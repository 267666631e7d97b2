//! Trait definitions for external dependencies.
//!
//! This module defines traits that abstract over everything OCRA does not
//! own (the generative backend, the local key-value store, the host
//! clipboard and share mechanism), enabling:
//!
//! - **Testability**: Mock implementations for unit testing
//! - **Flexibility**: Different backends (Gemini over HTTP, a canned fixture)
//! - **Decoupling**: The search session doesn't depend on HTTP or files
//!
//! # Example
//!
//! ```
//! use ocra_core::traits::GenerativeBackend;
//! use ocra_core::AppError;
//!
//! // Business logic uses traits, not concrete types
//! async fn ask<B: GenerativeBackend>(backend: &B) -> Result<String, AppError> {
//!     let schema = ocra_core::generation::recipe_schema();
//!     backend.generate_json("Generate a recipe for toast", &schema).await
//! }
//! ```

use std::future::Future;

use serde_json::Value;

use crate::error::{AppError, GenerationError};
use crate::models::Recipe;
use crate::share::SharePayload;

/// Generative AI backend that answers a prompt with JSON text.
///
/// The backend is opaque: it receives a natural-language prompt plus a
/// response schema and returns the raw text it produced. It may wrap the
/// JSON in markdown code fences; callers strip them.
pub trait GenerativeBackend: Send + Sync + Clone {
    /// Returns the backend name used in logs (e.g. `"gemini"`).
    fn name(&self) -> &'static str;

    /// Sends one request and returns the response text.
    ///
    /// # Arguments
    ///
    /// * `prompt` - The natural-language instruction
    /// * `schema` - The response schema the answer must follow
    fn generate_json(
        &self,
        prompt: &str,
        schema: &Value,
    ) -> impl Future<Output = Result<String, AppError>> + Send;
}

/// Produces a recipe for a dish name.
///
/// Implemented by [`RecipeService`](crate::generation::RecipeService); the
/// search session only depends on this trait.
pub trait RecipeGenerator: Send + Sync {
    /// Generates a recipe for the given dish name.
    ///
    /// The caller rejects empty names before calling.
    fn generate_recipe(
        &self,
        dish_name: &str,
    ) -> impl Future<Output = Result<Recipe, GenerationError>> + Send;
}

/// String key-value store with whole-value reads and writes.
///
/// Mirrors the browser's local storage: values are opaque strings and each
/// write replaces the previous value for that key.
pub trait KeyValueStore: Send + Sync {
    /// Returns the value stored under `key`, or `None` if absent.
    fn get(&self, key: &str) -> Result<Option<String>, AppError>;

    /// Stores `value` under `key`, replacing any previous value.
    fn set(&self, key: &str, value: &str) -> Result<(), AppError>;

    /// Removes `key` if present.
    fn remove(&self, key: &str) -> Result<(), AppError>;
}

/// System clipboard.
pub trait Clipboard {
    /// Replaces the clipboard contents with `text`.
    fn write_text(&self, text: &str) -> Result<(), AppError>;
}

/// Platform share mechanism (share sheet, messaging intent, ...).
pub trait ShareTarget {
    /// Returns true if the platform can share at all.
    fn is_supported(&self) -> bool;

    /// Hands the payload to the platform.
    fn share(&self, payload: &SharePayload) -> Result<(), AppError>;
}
::::::
→ About this exercise
Each line of the data has to be written out exactly as it appears.

→ Answer section
repository 267666631e7d97b2
//! Trait definitions for external dependencies.
//!
//! This module defines traits that abstract over everything OCRA does not
//! own (the generative backend, the local key-value store, the host
//! clipboard and share mechanism), enabling:
//!
//! - **Testability**: Mock implementations for unit testing
//! - **Flexibility**: Different backends (Gemini over HTTP, a canned fixture)
//! - **Decoupling**: The search session doesn't depend on HTTP or files
//!
//! # Example
//!
//! ```
//! use ocra_core::traits::GenerativeBackend;
//! use ocra_core::AppError;
//!
//! // Business logic uses traits, not concrete types
//! async fn ask<B: GenerativeBackend>(backend: &B) -> Result<String, AppError> {
//!     let schema = ocra_core::generation::recipe_schema();
//!     backend.generate_json("Generate a recipe for toast", &schema).await
//! }
//! ```

use std::future::Future;

use serde_json::Value;

use crate::error::{AppError, GenerationError};
use crate::models::Recipe;
use crate::share::SharePayload;

/// Generative AI backend that answers a prompt with JSON text.
///
/// The backend is opaque: it receives a natural-language prompt plus a
/// response schema and returns the raw text it produced. It may wrap the
/// JSON in markdown code fences; callers strip them.
pub trait GenerativeBackend: Send + Sync + Clone {
    /// Returns the backend name used in logs (e.g. `"gemini"`).
    fn name(&self) -> &'static str;

    /// Sends one request and returns the response text.
    ///
    /// # Arguments
    ///
    /// * `prompt` - The natural-language instruction
    /// * `schema` - The response schema the answer must follow
    fn generate_json(
        &self,
        prompt: &str,
        schema: &Value,
    ) -> impl Future<Output = Result<String, AppError>> + Send;
}

/// Produces a recipe for a dish name.
///
/// Implemented by [`RecipeService`](crate::generation::RecipeService); the
/// search session only depends on this trait.
pub trait RecipeGenerator: Send + Sync {
    /// Generates a recipe for the given dish name.
    ///
    /// The caller rejects empty names before calling.
    fn generate_recipe(
        &self,
        dish_name: &str,
    ) -> impl Future<Output = Result<Recipe, GenerationError>> + Send;
}

/// String key-value store with whole-value reads and writes.
///
/// Mirrors the browser's local storage: values are opaque strings and each
/// write replaces the previous value for that key.
pub trait KeyValueStore: Send + Sync {
    /// Returns the value stored under `key`, or `None` if absent.
    fn get(&self, key: &str) -> Result<Option<String>, AppError>;

    /// Stores `value` under `key`, replacing any previous value.
    fn set(&self, key: &str, value: &str) -> Result<(), AppError>;

    /// Removes `key` if present.
    fn remove(&self, key: &str) -> Result<(), AppError>;
}

/// System clipboard.
pub trait Clipboard {
    /// Replaces the clipboard contents with `text`.
    fn write_text(&self, text: &str) -> Result<(), AppError>;
}

/// Platform share mechanism (share sheet, messaging intent, ...).
pub trait ShareTarget {
    /// Returns true if the platform can share at all.
    fn is_supported(&self) -> bool;

    /// Hands the payload to the platform.
    fn share(&self, payload: &SharePayload) -> Result<(), AppError>;
}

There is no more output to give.